[Supplied records — start]

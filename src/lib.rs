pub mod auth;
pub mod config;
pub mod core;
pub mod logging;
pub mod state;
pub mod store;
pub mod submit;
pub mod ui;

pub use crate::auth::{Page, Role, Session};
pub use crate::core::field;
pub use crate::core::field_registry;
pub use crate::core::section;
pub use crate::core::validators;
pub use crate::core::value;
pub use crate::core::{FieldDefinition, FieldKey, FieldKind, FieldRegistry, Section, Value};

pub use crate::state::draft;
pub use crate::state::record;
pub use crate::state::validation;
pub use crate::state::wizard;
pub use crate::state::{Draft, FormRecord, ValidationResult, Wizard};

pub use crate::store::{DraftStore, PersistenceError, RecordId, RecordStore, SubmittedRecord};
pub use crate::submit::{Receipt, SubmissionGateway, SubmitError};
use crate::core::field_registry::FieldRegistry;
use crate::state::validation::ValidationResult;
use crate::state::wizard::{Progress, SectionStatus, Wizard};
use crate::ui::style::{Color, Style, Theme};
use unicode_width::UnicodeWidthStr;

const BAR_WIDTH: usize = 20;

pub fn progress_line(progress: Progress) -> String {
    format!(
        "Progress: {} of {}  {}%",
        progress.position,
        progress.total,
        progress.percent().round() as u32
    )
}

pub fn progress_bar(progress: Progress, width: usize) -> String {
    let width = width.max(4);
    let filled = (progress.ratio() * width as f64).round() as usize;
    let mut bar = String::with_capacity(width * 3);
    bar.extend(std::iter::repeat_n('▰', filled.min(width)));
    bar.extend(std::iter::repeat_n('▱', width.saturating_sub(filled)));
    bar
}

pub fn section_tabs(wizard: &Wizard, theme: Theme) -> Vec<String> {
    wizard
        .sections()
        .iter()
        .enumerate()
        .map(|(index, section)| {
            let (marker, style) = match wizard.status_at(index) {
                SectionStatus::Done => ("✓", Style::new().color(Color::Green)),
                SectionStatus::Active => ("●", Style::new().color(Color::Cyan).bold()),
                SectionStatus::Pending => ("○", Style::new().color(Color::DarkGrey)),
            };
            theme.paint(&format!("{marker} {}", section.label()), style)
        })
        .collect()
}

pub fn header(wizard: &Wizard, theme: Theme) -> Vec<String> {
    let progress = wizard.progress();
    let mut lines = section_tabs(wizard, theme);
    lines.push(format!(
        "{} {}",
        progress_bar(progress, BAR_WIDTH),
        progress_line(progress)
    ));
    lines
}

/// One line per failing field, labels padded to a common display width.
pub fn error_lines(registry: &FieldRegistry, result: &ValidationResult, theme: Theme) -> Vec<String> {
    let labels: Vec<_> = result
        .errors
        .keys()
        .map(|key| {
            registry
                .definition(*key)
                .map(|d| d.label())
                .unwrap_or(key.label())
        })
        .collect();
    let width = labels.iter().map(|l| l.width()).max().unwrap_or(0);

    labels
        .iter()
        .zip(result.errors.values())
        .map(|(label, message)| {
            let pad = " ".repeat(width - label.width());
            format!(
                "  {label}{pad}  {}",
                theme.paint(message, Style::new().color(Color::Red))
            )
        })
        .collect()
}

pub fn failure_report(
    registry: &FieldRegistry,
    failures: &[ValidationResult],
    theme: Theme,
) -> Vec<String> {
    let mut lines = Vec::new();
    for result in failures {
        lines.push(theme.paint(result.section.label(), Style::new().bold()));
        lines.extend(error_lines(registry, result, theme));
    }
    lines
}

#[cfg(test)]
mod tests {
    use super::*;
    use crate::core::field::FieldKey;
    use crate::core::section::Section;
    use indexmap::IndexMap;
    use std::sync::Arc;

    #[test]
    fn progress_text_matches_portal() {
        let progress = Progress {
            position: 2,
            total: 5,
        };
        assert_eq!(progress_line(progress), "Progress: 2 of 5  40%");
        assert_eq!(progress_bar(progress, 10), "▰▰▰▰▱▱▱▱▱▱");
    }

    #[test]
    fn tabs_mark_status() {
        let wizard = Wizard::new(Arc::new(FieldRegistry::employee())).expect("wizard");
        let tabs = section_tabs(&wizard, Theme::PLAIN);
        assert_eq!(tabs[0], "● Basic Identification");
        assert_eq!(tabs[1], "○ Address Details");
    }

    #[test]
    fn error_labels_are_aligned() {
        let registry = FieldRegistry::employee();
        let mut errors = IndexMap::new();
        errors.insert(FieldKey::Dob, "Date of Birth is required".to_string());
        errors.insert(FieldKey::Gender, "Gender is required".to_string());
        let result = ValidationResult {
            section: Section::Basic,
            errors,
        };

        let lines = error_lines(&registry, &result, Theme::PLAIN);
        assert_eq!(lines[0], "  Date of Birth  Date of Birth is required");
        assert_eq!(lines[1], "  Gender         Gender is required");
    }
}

[Supplied records — finish]

== Task to complete ==
The lines from the beginning of the records through the line containing "pub use crate::core::section;" should be reproduced exactly. Include nothing else.

== Written response ==
filename src/lib.rs
pub mod auth;
pub mod config;
pub mod core;
pub mod logging;
pub mod state;
pub mod store;
pub mod submit;
pub mod ui;

pub use crate::auth::{Page, Role, Session};
pub use crate::core::field;
pub use crate::core::field_registry;
pub use crate::core::section;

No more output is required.